## WORK INSTRUCTIONS
Search the entries below for the word "main" and copy every line where it appears.

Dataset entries
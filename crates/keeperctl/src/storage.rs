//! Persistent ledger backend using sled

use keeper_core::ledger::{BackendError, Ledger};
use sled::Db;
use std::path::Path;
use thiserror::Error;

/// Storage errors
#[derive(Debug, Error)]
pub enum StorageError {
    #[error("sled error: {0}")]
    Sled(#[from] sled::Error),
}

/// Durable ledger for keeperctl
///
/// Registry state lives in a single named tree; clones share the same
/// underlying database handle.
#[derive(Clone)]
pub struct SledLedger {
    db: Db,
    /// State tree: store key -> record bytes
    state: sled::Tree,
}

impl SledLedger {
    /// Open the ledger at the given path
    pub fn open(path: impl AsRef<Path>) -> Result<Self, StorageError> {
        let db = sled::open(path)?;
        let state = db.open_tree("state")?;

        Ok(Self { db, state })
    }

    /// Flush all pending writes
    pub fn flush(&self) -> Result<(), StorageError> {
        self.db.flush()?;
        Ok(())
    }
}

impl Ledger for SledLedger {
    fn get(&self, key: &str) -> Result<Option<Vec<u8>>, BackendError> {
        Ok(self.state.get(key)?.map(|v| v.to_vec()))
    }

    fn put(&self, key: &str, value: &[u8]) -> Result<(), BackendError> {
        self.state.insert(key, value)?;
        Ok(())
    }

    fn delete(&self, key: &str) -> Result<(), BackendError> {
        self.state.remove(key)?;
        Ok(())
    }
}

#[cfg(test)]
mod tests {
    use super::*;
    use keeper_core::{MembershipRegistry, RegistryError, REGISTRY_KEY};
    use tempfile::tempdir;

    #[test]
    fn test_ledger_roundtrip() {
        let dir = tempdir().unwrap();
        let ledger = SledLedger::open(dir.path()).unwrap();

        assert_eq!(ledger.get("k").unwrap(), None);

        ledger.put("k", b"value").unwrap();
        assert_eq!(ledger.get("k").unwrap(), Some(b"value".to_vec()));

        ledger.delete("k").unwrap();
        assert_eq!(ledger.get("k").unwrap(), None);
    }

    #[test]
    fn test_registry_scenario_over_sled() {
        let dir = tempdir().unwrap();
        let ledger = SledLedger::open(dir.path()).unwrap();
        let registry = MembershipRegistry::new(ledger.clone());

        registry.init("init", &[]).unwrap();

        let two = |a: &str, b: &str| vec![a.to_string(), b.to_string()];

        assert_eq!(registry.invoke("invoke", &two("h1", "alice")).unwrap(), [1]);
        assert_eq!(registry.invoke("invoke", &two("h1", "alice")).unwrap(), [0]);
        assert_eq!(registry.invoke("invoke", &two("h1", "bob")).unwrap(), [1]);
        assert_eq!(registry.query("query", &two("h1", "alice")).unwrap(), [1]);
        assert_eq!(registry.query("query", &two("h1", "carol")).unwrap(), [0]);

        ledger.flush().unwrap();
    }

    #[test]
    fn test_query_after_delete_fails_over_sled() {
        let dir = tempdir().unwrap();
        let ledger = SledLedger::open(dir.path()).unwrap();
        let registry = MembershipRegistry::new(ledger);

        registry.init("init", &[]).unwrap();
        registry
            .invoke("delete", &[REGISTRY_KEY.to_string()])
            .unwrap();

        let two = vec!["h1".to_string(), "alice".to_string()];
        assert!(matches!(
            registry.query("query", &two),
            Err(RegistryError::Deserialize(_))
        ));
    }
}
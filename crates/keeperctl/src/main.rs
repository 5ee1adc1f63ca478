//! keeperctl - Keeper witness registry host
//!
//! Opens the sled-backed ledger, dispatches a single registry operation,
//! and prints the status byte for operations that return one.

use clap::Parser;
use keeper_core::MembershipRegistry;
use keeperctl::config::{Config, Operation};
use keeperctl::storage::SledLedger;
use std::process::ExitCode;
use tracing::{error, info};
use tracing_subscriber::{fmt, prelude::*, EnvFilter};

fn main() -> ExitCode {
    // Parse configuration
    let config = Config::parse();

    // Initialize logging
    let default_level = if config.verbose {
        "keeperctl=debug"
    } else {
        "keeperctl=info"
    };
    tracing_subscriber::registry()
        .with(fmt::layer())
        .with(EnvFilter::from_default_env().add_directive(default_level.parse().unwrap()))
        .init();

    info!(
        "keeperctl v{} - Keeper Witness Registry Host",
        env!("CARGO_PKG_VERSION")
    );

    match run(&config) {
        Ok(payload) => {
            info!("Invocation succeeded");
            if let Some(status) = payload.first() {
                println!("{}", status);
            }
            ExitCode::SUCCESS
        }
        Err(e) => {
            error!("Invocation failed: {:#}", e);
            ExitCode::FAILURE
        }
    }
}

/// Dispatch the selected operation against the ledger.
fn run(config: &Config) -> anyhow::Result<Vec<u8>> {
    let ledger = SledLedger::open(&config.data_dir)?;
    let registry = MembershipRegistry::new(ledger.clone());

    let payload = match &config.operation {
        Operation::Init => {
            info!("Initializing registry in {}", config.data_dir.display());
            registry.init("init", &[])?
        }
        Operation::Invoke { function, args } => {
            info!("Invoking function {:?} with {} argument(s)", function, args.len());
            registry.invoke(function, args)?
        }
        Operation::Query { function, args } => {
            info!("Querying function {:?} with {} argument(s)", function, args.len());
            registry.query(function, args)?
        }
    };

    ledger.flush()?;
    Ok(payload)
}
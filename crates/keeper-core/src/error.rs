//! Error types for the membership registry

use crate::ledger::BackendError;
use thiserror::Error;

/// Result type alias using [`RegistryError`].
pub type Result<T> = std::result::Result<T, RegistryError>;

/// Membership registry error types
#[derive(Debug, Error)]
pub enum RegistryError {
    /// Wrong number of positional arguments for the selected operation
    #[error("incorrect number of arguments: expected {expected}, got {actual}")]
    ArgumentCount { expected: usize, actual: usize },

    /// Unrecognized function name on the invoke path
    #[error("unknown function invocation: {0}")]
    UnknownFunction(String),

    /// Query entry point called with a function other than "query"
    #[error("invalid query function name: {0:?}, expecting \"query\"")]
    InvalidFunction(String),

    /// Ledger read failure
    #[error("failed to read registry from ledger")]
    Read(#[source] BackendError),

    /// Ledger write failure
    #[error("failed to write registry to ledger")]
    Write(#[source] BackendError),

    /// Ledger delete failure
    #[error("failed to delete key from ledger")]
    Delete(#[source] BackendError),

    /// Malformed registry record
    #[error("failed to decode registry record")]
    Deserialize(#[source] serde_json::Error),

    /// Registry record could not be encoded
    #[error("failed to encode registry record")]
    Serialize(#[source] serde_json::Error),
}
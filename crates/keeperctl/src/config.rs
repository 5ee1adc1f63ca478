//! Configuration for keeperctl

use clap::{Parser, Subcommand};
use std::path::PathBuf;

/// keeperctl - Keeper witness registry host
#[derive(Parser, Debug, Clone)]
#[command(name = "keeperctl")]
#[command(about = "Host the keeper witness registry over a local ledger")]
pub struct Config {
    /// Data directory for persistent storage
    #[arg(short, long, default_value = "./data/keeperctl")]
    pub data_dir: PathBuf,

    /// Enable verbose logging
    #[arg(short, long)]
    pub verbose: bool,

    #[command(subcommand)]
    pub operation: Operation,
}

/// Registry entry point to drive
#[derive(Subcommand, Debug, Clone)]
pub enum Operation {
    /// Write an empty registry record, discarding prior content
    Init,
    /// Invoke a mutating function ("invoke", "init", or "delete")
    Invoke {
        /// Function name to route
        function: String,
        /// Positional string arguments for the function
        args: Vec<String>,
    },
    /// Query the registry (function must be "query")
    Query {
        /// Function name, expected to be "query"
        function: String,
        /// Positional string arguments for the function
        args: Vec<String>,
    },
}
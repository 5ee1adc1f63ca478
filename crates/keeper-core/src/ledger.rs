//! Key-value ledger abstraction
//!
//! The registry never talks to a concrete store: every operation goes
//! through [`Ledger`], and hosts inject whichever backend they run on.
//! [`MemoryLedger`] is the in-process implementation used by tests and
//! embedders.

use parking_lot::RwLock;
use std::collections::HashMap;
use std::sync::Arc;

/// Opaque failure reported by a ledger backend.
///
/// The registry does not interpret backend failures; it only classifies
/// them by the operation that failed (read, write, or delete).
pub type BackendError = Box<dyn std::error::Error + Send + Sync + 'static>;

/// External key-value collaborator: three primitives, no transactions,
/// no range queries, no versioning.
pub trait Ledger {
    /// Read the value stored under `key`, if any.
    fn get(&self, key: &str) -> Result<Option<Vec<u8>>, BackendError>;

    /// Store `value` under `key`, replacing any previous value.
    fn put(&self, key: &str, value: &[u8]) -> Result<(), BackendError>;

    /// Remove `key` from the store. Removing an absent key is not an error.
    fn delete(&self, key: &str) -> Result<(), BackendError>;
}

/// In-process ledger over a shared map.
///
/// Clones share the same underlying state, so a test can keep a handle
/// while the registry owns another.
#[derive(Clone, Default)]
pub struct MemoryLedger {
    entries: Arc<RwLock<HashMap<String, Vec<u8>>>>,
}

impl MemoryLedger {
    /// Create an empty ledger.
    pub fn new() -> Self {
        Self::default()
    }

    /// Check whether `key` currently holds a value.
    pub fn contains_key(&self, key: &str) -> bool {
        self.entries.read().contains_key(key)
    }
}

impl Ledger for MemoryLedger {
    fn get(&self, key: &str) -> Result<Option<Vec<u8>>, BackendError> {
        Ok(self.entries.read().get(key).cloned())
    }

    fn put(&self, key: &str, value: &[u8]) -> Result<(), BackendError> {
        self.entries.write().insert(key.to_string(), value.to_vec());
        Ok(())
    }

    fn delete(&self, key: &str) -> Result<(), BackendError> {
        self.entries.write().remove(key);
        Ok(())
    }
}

## ANSWER TO THE EXERCISE
filename crates/keeperctl/src/main.rs
fn main() -> ExitCode {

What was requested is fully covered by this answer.